_MATERIAL SHOWN:_
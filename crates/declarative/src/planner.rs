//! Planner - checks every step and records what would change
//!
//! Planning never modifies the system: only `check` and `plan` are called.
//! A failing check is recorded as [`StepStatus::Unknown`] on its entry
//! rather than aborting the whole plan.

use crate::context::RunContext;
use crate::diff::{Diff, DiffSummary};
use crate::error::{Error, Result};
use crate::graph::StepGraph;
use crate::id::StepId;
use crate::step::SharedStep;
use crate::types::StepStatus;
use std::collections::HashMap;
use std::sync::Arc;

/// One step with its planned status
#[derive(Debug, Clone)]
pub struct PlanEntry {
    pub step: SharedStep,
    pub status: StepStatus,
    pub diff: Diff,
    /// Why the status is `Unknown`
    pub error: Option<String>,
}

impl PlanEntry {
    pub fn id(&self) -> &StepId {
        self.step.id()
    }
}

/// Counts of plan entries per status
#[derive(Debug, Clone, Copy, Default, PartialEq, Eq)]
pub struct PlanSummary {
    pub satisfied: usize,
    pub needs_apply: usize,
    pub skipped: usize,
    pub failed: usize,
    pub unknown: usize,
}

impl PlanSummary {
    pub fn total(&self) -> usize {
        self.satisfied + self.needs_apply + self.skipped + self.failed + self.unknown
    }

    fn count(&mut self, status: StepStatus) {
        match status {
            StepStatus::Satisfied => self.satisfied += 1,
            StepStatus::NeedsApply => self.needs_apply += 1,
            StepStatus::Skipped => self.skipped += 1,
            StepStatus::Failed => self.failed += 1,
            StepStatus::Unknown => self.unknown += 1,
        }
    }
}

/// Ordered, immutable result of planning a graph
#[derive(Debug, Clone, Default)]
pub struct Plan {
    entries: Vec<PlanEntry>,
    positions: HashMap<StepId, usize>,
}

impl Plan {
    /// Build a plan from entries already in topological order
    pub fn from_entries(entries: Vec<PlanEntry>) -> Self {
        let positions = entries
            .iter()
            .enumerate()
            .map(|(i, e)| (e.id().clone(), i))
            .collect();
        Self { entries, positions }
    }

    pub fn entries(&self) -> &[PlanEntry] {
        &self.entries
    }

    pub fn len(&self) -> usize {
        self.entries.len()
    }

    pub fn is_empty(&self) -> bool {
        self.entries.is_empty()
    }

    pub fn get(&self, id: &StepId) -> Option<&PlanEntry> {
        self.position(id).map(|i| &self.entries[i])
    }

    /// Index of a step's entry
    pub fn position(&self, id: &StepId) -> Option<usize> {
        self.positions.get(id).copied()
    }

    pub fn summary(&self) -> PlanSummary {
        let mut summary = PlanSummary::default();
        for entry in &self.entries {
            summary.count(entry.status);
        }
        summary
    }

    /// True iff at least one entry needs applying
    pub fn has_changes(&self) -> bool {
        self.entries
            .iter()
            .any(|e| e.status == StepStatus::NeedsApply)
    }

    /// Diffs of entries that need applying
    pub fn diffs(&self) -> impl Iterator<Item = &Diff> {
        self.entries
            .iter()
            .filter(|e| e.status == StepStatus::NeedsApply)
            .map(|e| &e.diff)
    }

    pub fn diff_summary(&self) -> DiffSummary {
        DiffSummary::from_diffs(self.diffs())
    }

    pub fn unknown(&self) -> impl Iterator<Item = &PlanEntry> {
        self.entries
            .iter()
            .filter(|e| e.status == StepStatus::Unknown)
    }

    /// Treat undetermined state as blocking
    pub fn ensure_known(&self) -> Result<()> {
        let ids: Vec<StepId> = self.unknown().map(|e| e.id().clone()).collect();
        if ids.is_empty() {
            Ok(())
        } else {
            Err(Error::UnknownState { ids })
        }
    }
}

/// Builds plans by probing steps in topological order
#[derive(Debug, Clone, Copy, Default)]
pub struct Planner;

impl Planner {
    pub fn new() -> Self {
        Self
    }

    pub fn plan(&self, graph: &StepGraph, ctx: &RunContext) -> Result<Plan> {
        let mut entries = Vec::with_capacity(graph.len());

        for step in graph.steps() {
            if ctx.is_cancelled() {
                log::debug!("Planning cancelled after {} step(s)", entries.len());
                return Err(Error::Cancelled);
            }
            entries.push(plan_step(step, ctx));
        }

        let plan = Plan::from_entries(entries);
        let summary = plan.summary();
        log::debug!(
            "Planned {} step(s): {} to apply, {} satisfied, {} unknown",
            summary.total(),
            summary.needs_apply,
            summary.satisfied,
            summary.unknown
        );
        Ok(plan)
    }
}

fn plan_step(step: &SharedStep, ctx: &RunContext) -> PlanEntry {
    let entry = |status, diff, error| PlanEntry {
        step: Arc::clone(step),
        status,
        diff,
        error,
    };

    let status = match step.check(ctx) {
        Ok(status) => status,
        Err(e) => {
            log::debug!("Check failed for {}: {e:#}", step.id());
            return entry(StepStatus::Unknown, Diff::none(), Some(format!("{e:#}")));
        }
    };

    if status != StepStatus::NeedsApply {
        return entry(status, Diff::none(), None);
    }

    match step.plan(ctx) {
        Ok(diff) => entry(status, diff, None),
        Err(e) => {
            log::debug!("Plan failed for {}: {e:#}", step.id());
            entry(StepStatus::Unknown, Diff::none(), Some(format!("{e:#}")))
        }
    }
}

--

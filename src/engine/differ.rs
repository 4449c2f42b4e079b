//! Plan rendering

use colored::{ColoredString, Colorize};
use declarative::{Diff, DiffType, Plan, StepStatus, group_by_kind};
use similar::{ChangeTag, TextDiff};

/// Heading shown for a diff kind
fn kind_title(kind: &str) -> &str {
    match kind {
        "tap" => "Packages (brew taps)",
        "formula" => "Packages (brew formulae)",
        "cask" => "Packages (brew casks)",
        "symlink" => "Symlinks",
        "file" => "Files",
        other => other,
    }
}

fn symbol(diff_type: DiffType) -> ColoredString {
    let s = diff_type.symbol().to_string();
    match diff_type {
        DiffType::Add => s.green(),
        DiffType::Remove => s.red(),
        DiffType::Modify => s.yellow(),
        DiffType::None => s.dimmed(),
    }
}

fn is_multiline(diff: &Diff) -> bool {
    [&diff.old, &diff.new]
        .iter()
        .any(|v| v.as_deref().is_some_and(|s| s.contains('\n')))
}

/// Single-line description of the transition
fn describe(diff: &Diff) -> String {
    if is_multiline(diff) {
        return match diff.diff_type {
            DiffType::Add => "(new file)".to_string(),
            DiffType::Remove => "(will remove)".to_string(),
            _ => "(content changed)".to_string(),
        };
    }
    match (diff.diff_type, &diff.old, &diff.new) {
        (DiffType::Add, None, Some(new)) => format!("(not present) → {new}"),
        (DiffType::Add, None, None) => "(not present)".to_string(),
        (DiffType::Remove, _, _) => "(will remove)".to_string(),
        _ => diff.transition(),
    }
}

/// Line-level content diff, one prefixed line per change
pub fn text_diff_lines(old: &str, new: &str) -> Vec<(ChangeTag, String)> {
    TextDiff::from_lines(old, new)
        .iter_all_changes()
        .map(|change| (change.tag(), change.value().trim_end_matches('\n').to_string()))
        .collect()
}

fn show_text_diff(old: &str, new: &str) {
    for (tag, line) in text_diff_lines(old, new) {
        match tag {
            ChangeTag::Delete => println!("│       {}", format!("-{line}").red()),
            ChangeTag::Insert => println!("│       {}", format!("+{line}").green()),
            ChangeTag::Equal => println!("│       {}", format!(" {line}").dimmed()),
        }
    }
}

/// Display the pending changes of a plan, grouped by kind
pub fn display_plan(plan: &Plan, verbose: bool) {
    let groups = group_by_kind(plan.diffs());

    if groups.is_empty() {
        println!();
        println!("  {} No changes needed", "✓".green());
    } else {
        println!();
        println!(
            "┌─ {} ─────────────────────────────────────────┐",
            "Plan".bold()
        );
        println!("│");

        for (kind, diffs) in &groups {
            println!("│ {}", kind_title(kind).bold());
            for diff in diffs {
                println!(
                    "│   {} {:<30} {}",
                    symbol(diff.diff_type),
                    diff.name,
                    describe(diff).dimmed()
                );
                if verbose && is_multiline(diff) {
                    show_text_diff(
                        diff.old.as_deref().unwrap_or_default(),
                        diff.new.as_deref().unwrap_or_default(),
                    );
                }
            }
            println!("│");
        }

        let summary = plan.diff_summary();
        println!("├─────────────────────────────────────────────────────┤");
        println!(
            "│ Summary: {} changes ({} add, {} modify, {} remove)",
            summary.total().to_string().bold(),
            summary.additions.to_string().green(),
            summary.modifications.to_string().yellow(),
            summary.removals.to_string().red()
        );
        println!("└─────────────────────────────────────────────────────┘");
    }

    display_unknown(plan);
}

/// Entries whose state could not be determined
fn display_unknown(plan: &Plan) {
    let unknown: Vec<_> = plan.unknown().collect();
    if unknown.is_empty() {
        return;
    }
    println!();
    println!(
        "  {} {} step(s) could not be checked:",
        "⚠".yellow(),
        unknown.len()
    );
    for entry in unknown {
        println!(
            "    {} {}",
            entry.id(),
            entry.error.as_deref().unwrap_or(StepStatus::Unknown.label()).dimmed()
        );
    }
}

_WORK INSTRUCTION:_
Both the line containing "filename crates/declarative/src/planner.rs" and the line containing "StepStatus::Satisfied => self.satisfied" belong in the answer. Print them and every line above that falls between them exactly, and no others.

_RESULT OF THE EXERCISE:_
filename crates/declarative/src/planner.rs
//! Planner - checks every step and records what would change
//!
//! Planning never modifies the system: only `check` and `plan` are called.
//! A failing check is recorded as [`StepStatus::Unknown`] on its entry
//! rather than aborting the whole plan.

use crate::context::RunContext;
use crate::diff::{Diff, DiffSummary};
use crate::error::{Error, Result};
use crate::graph::StepGraph;
use crate::id::StepId;
use crate::step::SharedStep;
use crate::types::StepStatus;
use std::collections::HashMap;
use std::sync::Arc;

/// One step with its planned status
#[derive(Debug, Clone)]
pub struct PlanEntry {
    pub step: SharedStep,
    pub status: StepStatus,
    pub diff: Diff,
    /// Why the status is `Unknown`
    pub error: Option<String>,
}

impl PlanEntry {
    pub fn id(&self) -> &StepId {
        self.step.id()
    }
}

/// Counts of plan entries per status
#[derive(Debug, Clone, Copy, Default, PartialEq, Eq)]
pub struct PlanSummary {
    pub satisfied: usize,
    pub needs_apply: usize,
    pub skipped: usize,
    pub failed: usize,
    pub unknown: usize,
}

impl PlanSummary {
    pub fn total(&self) -> usize {
        self.satisfied + self.needs_apply + self.skipped + self.failed + self.unknown
    }

    fn count(&mut self, status: StepStatus) {
        match status {
            StepStatus::Satisfied => self.satisfied += 1,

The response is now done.